--- REQUIREMENT ---
Please report, as a single number, how many lines in the entries include the string "mono".

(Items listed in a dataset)
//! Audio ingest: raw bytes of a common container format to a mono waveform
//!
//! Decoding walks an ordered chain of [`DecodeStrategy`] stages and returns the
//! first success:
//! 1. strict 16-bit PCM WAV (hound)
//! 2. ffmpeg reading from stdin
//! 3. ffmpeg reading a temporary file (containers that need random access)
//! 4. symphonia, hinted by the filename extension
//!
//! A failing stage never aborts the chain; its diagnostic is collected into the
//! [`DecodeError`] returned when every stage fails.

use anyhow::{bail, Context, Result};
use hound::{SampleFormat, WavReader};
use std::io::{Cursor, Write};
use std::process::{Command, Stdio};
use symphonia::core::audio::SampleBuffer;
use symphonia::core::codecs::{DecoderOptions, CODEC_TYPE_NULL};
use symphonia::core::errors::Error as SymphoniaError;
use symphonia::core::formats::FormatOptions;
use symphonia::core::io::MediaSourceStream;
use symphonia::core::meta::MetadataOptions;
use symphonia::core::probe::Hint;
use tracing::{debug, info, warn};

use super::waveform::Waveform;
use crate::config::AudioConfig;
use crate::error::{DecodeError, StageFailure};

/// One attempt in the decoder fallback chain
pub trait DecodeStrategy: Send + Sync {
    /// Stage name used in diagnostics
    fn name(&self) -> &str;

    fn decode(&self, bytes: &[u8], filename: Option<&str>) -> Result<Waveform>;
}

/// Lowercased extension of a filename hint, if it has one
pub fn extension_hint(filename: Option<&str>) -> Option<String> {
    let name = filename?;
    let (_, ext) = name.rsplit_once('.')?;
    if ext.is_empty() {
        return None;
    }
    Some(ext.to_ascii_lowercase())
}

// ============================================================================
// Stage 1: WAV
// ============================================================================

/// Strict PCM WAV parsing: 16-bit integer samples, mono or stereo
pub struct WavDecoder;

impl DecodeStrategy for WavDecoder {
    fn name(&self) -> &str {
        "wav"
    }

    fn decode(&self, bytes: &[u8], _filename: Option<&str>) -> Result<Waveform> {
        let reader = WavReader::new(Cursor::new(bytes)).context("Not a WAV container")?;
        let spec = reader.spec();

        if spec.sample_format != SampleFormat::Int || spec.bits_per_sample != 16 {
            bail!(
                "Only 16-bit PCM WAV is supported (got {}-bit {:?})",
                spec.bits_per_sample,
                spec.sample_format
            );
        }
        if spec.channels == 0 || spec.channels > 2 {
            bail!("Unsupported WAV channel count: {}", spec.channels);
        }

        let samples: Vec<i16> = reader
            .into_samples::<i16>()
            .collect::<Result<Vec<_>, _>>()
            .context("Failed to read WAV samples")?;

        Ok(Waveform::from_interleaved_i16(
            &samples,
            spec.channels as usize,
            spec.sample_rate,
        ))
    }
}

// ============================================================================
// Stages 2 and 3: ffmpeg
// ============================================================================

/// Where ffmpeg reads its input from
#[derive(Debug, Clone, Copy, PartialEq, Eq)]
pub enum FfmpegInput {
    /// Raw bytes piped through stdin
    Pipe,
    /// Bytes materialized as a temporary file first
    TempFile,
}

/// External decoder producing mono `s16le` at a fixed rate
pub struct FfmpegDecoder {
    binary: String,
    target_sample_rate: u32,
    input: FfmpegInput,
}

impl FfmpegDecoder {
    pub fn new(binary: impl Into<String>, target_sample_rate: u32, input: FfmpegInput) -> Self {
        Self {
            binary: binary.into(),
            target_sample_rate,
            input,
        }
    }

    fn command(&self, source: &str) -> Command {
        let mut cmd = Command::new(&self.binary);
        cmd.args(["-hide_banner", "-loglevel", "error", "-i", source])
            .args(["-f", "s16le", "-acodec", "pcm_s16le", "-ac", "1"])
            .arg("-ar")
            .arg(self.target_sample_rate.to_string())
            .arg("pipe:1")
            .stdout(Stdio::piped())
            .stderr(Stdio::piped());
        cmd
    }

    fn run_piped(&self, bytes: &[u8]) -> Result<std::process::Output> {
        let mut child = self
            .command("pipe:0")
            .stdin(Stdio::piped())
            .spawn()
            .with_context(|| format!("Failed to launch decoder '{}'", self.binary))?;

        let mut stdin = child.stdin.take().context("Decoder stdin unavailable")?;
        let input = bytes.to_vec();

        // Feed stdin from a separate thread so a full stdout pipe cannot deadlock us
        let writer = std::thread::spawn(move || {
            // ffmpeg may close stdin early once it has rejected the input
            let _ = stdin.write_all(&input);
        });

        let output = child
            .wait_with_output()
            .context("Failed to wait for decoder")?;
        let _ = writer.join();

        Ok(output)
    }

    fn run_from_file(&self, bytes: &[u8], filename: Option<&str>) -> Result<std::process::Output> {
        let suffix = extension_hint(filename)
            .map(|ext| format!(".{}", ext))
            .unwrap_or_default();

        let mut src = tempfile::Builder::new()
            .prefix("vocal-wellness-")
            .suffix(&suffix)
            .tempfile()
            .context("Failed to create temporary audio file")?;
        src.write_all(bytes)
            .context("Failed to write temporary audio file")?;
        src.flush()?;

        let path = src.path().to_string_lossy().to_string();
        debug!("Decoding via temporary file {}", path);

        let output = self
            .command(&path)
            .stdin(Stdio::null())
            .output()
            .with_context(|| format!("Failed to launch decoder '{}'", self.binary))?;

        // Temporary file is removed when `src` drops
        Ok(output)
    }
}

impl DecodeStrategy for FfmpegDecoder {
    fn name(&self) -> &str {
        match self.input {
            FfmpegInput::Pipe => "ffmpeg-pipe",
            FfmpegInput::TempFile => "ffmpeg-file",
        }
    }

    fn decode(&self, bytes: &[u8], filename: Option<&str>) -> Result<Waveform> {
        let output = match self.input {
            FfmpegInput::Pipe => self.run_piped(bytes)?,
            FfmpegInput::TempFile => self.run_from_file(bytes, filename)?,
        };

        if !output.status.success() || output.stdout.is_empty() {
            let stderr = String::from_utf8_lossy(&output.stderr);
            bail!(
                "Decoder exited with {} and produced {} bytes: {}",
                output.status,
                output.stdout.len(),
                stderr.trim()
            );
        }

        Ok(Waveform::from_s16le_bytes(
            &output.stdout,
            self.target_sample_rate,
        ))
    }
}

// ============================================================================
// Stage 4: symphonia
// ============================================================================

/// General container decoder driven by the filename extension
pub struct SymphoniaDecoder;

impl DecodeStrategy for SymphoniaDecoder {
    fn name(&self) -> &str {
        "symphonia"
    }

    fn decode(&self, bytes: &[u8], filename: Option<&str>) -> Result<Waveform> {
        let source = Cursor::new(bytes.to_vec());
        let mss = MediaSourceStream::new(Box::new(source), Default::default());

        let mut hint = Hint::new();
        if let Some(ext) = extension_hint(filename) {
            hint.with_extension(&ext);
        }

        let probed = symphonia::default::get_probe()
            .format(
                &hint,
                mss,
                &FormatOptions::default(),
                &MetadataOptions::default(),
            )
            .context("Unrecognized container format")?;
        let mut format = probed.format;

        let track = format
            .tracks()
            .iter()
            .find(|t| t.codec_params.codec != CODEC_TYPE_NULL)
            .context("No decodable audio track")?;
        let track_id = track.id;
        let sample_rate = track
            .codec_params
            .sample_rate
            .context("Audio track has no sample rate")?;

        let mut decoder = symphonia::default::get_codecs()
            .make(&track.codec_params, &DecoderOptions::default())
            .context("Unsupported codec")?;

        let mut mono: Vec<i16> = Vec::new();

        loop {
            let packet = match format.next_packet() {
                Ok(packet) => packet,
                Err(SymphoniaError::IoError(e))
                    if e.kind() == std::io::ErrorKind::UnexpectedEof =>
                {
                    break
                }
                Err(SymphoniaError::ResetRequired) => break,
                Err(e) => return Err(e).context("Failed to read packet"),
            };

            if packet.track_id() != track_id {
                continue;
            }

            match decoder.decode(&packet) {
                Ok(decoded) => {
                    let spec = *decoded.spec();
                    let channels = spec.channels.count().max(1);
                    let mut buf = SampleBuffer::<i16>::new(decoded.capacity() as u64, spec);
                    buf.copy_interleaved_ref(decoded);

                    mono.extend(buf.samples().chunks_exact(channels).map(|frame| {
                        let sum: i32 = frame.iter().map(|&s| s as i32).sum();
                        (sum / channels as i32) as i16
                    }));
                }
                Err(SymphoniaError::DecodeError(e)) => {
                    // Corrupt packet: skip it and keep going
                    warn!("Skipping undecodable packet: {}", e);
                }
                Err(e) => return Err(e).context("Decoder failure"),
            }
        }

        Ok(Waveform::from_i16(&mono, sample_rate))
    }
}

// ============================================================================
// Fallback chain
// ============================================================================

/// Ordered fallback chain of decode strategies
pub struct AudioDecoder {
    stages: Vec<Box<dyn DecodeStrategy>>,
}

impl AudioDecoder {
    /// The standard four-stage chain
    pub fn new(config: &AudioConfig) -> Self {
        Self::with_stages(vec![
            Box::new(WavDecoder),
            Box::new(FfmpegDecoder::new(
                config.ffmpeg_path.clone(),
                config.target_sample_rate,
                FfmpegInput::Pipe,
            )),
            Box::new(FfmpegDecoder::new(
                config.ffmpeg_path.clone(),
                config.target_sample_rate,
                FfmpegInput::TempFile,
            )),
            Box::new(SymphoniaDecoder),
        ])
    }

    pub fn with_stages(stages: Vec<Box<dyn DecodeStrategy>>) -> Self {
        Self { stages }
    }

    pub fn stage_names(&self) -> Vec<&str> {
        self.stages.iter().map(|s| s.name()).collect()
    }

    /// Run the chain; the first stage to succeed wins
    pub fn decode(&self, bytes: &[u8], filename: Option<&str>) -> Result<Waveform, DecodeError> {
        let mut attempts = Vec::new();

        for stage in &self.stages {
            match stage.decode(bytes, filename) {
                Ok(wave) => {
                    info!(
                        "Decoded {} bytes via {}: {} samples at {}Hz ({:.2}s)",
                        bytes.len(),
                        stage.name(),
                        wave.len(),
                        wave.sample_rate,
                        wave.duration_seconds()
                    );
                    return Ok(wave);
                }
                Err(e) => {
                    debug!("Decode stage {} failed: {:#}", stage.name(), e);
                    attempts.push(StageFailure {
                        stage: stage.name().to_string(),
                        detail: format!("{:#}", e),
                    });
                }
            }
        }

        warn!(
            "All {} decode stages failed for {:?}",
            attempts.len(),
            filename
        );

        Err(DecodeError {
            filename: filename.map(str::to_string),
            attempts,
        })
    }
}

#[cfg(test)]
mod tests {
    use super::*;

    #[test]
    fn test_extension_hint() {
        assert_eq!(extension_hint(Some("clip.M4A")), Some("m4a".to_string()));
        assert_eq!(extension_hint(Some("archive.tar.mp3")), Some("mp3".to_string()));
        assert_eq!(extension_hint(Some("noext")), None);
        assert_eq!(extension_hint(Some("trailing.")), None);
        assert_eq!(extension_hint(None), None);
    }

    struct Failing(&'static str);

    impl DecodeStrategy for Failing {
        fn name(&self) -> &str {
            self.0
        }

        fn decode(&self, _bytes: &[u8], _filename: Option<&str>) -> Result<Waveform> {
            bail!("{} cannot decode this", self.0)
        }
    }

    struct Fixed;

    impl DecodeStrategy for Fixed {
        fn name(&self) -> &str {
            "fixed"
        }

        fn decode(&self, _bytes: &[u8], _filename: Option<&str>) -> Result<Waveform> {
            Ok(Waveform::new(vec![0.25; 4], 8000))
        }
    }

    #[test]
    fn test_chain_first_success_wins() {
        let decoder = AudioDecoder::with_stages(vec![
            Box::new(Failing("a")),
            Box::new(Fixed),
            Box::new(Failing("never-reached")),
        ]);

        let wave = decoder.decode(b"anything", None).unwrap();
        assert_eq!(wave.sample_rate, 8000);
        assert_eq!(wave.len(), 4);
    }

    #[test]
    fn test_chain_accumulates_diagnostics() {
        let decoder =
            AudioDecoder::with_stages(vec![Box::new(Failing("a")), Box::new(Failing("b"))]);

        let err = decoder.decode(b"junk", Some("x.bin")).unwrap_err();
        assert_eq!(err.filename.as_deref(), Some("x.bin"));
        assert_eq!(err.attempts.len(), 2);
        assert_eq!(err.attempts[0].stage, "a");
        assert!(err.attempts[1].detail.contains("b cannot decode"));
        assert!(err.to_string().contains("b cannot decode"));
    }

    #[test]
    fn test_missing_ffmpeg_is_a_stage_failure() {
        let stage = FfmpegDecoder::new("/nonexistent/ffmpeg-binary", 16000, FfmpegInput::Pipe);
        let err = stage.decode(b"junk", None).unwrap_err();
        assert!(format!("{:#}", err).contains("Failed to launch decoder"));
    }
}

--- WORKED SOLUTION ---
6